Goal of the exercise -
Your task is to copy the lines of the data below from the line holding "mod worker;" through the line holding "filename crates/streambox-subtitle/src/engine.rs", inclusive, exactly and with nothing added.

Stored items -
* * * * * * *

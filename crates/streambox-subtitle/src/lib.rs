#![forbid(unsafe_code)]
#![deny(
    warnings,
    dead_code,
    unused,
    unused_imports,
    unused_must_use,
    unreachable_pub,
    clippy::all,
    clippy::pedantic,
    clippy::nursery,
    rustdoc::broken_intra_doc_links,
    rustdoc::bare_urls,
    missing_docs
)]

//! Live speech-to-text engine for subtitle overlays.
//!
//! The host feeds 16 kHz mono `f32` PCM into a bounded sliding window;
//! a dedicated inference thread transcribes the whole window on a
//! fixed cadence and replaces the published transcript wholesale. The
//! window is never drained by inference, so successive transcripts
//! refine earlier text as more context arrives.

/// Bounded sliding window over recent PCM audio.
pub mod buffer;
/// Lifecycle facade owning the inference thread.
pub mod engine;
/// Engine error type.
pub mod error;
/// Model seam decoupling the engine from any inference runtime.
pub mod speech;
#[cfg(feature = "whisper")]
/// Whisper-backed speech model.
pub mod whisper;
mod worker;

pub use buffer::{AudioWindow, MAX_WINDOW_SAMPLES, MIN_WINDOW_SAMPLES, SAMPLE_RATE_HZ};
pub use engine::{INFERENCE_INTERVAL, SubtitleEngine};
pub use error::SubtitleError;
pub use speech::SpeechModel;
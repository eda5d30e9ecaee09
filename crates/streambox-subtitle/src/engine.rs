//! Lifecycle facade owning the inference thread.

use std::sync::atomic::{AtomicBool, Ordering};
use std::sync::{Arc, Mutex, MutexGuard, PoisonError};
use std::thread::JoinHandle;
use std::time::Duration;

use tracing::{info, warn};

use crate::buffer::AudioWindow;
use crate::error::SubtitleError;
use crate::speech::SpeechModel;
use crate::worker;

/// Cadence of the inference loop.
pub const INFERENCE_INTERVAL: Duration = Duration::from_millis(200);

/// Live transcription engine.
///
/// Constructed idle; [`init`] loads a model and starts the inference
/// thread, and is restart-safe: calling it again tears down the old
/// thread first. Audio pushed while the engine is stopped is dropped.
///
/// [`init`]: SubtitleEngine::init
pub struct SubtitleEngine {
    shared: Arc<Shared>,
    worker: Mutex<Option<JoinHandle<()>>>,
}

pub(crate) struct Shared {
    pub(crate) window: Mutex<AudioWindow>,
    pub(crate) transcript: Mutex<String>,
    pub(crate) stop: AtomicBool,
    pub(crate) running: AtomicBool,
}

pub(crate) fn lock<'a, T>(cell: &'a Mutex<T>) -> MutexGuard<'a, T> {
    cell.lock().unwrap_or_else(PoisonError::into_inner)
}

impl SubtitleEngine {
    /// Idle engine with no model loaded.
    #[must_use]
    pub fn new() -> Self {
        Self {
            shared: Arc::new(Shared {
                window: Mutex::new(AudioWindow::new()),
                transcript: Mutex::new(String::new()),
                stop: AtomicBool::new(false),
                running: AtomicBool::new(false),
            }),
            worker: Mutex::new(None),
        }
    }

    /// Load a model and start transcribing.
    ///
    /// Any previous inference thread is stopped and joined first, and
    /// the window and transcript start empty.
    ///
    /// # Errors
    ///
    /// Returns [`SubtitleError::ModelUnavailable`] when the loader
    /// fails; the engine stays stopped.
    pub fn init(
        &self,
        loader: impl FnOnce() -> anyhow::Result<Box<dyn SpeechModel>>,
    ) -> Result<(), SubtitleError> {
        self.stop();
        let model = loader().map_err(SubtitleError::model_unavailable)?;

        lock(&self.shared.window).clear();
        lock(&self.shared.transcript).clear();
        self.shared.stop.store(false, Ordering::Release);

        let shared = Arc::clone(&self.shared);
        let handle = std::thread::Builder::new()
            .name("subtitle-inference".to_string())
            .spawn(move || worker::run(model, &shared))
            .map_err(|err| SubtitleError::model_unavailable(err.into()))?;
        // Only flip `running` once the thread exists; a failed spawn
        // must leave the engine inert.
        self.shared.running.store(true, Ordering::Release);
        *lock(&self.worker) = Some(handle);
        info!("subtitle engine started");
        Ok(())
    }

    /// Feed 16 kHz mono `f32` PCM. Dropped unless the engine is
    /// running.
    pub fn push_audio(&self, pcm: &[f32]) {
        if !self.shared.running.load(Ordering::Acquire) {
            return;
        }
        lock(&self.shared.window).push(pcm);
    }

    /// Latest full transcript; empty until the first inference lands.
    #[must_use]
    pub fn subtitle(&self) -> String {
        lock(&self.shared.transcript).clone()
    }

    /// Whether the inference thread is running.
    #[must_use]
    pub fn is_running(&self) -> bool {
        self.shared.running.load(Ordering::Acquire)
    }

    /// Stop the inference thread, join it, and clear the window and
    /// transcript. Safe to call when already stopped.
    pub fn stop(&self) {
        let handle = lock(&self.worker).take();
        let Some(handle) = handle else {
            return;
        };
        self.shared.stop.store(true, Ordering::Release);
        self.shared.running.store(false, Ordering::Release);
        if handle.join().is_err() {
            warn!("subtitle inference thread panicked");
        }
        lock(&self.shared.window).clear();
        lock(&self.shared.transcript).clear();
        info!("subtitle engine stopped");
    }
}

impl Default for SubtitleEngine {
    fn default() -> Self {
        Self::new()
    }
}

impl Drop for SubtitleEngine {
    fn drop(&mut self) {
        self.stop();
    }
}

* * * * * * *

Exercise result -
mod worker;

pub use buffer::{AudioWindow, MAX_WINDOW_SAMPLES, MIN_WINDOW_SAMPLES, SAMPLE_RATE_HZ};
pub use engine::{INFERENCE_INTERVAL, SubtitleEngine};
pub use error::SubtitleError;
pub use speech::SpeechModel;
repository eda5d30e9ecaee09
filename crates/streambox-subtitle/src/engine.rs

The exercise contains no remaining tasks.